#### What is being asked
Reproduce exactly, and nothing but, the lines between the one with "Serialize a save" and the end of the entries, both ends included.

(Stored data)
-- Opening Marker --

use crate::model::collection::ListCollection;
use crate::parse::{
    FIELD_SEPARATOR, FormatError, IndexFile, IndexRecord, LINE_SEPARATOR, check_list_name,
    check_skylink,
};

/// Serialize a save file: the current index, then one `name<FF>skylink`
/// line per list. No trailing newline.
pub fn serialize_index(index: &IndexFile) -> Result<String, FormatError> {
    let mut output = index.current.to_string();
    for record in &index.records {
        check_list_name(&record.name)?;
        check_skylink(&record.skylink)?;
        output.push(LINE_SEPARATOR);
        output.push_str(&record.name);
        output.push(FIELD_SEPARATOR);
        output.push_str(&record.skylink);
    }
    Ok(output)
}

/// Snapshot the name/skylink pairs of a collection, in order.
pub fn index_of(collection: &ListCollection) -> IndexFile {
    IndexFile {
        current: collection.current_index().unwrap_or(0),
        records: collection
            .lists()
            .iter()
            .map(|l| IndexRecord::new(l.name.clone(), l.skylink.clone()))
            .collect(),
    }
}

-- Closing Marker --

#### Result below
/// Serialize a save file: the current index, then one `name<FF>skylink`
/// line per list. No trailing newline.
pub fn serialize_index(index: &IndexFile) -> Result<String, FormatError> {
    let mut output = index.current.to_string();
    for record in &index.records {
        check_list_name(&record.name)?;
        check_skylink(&record.skylink)?;
        output.push(LINE_SEPARATOR);
        output.push_str(&record.name);
        output.push(FIELD_SEPARATOR);
        output.push_str(&record.skylink);
    }
    Ok(output)
}

/// Snapshot the name/skylink pairs of a collection, in order.
pub fn index_of(collection: &ListCollection) -> IndexFile {
    IndexFile {
        current: collection.current_index().unwrap_or(0),
        records: collection
            .lists()
            .iter()
            .map(|l| IndexRecord::new(l.name.clone(), l.skylink.clone()))
            .collect(),
    }
}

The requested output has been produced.